第4話

「まあ!」


 アリスは今の何もかもの幸福な出来事によって、感極まって涙が滲んだ。次第に手首の傷がほんの些細なことのように思えてきた。

 

 アリスはモートのことをまた考えた。

 いつも無口で感情的になることがないが、頭が良く対人関係ではある種のとても奇妙な強さを持っていた。

 

 そんなモートはアリスにとって素晴らしいフィアンセだった。


 アリスとシンクレアがバス停から降り、聖パッセンジャービジョン大学の急な石階段を登るころには、……何故か天空が真っ赤に染まっていた。アリスは不思議に思って空を見上げた。シンクレアはそれでも陽気に話し掛けてくる。


 空から何か大きなものが地へと落ちてくる。それは赤い色の塊だった。その次は多くの赤い水滴が降りだした。まるで空がガラスか何かで傷つけられたような光景だった。


 ホワイトシティ全体が一斉に血の雨で真っ赤になり出した。

 

「あら? ねえ、アリス……空が真っ赤よねえ? それに赤い雨……」


 激しい眩暈に襲われ卒倒しそうになったアリスは、聖パッセンジャービジョン大学の片隅で、モートの姿を偶然見つけた。モートは一人。壁に寄り掛かりながら何かを熱心に読んでいたが、空の異変に気付き、どこかへと走り去っていった。


 きっと、この地上へと再び舞い降りた天使のオーゼムのところだろう。

 アリスは気を失う寸前に……そう思った。



――――


「やあ、アリス。もう大丈夫だよ」


 アリスはその抑揚のない声で気を取り戻した。


 目を開けて辺りを見回すと、目覚めた場所は、広大なサロンだった。サロンの壁面には13枚の美しい女性の絵画。30を超える高級な東洋の壺。みずみずしい花が飾られた花瓶が飾ってあった。 

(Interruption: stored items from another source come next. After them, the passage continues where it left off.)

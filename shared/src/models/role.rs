//! Role Model

use serde::{Deserialize, Serialize};
use std::fmt;
use std::str::FromStr;

/// Role keys that bypass all pruning
pub const SUPER_ADMIN_ROLE_KEYS: &[&str] = &["superadmin", "admin"];

/// Role entity (RBAC 角色)
#[derive(Debug, Clone, PartialEq, Eq, Serialize, Deserialize)]
pub struct Role {
    pub id: i64,
    pub tenant_id: String,
    /// Stable code used by programs, e.g. `admin`, `dept_manager`
    pub key: String,
    pub name: String,
    /// Raw data scope value as stored (`"1"`..`"6"` or a symbolic name).
    /// Parsed with [`DataScope::from_str`]; unknown values must fail closed.
    pub data_scope: String,
    #[serde(default = "default_true")]
    pub enabled: bool,
}

fn default_true() -> bool {
    true
}

impl Role {
    pub fn is_super_admin_key(&self) -> bool {
        SUPER_ADMIN_ROLE_KEYS.contains(&self.key.as_str())
    }

    pub fn parsed_data_scope(&self) -> Result<DataScope, UnknownDataScope> {
        self.data_scope.parse()
    }
}

/// Role → menu grant
#[derive(Debug, Clone, Copy, PartialEq, Eq, Hash, Serialize, Deserialize)]
pub struct RoleMenu {
    pub role_id: i64,
    pub menu_id: i64,
}

/// Role → department grant (only meaningful for [`DataScope::Custom`])
#[derive(Debug, Clone, Copy, PartialEq, Eq, Hash, Serialize, Deserialize)]
pub struct RoleDept {
    pub role_id: i64,
    pub dept_id: i64,
}

/// Department-based row visibility policy (数据权限)
#[derive(Debug, Clone, Copy, PartialEq, Eq, Hash, PartialOrd, Ord, Serialize, Deserialize)]
#[serde(rename_all = "SCREAMING_SNAKE_CASE")]
pub enum DataScope {
    /// Every department in the tenant
    All,
    /// Exactly the role's RoleDept ids
    Custom,
    /// The user's own department
    SelfDept,
    /// The user's department and everything below it
    SelfDeptAndBelow,
    /// Only rows owned by the user
    SelfOnly,
    /// The user's department subtree, or rows owned by the user
    DeptAndBelowOrSelf,
}

impl DataScope {
    /// Storage code (`1`..`6`)
    pub fn code(&self) -> &'static str {
        match self {
            DataScope::All => "1",
            DataScope::Custom => "2",
            DataScope::SelfDept => "3",
            DataScope::SelfDeptAndBelow => "4",
            DataScope::SelfOnly => "5",
            DataScope::DeptAndBelowOrSelf => "6",
        }
    }

    pub fn name(&self) -> &'static str {
        match self {
            DataScope::All => "ALL",
            DataScope::Custom => "CUSTOM",
            DataScope::SelfDept => "SELF_DEPT",
            DataScope::SelfDeptAndBelow => "SELF_DEPT_AND_BELOW",
            DataScope::SelfOnly => "SELF_ONLY",
            DataScope::DeptAndBelowOrSelf => "DEPT_AND_BELOW_OR_SELF",
        }
    }
}

impl fmt::Display for DataScope {
    fn fmt(&self, f: &mut fmt::Formatter<'_>) -> fmt::Result {
        f.write_str(self.name())
    }
}

/// A stored data scope value that maps to no known policy
#[derive(Debug, Clone, PartialEq, Eq)]
pub struct UnknownDataScope(pub String);

impl fmt::Display for UnknownDataScope {
    fn fmt(&self, f: &mut fmt::Formatter<'_>) -> fmt::Result {
        write!(f, "unknown data scope: {:?}", self.0)
    }
}

impl std::error::Error for UnknownDataScope {}

impl FromStr for DataScope {
    type Err = UnknownDataScope;

    fn from_str(s: &str) -> Result<Self, Self::Err> {
        match s.trim().to_ascii_uppercase().as_str() {
            "1" | "ALL" => Ok(DataScope::All),
            "2" | "CUSTOM" => Ok(DataScope::Custom),
            "3" | "SELF_DEPT" => Ok(DataScope::SelfDept),
            "4" | "SELF_DEPT_AND_BELOW" => Ok(DataScope::SelfDeptAndBelow),
            "5" | "SELF_ONLY" => Ok(DataScope::SelfOnly),
            "6" | "DEPT_AND_BELOW_OR_SELF" => Ok(DataScope::DeptAndBelowOrSelf),
            _ => Err(UnknownDataScope(s.to_string())),
        }
    }
}

#[cfg(test)]
mod tests {
    use super::*;

    #[test]
    fn test_parse_codes_and_names() {
        assert_eq!("1".parse::<DataScope>(), Ok(DataScope::All));
        assert_eq!("4".parse::<DataScope>(), Ok(DataScope::SelfDeptAndBelow));
        assert_eq!("custom".parse::<DataScope>(), Ok(DataScope::Custom));
        assert_eq!(
            " DEPT_AND_BELOW_OR_SELF ".parse::<DataScope>(),
            Ok(DataScope::DeptAndBelowOrSelf)
        );
    }

    #[test]
    fn test_unknown_values_are_rejected() {
        assert!("0".parse::<DataScope>().is_err());
        assert!("7".parse::<DataScope>().is_err());
        assert!("".parse::<DataScope>().is_err());
        assert_eq!(
            "everything".parse::<DataScope>(),
            Err(UnknownDataScope("everything".into()))
        );
    }

    #[test]
    fn test_code_round_trips_through_parse() {
        for scope in [
            DataScope::All,
            DataScope::Custom,
            DataScope::SelfDept,
            DataScope::SelfDeptAndBelow,
            DataScope::SelfOnly,
            DataScope::DeptAndBelowOrSelf,
        ] {
            assert_eq!(scope.code().parse::<DataScope>(), Ok(scope));
            assert_eq!(scope.name().parse::<DataScope>(), Ok(scope));
        }
    }

    #[test]
    fn test_super_admin_keys() {
        let mut role = Role {
            id: 1,
            tenant_id: "t1".into(),
            key: "admin".into(),
            name: "Administrator".into(),
            data_scope: "1".into(),
            enabled: true,
        };
        assert!(role.is_super_admin_key());
        role.key = "superadmin".into();
        assert!(role.is_super_admin_key());
        role.key = "Admin".into();
        assert!(!role.is_super_admin_key());
    }
}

 抑揚のない声の主は、背が高く流れるような銀髪のモートだった。

 どうやら、アリスはサロンの端の簡易ソファに横になっていたようだ。モートの傍にはオーゼムが佇んでいた。

 オーゼムはオールバックの黒色の髪で長身だった。


「一体、なんなのでしょう? この現象は? けれども、モート君が元凶のゾンビを全て狩ると空から血の雨は降らなくなったようです。まあ、また降って来るでしょうけどね」

「ゾンビ?」

「そうだと思います。死んだ人が動いていましたからねえ……あ、そうそう。アリスさんの手首の傷は、どうやら鞭打ちのような聖痕で間違えないようですね」


「オーゼムさん。聖痕って一体なんなのです?」


 アリスは底知れぬ不安からオーゼムに少し詰問気味に言ってしまった。

 オーゼムは気にする風もなく。オールバックを整えながら、このサロンの壁画などを見回しながら。


「今のところまだわかりません……恐らくは……。あ! この女性の絵だけ他の絵よりも高価そうですね!」


 アリスの肩にモートが優しく手を置いて抑揚のない声で言った。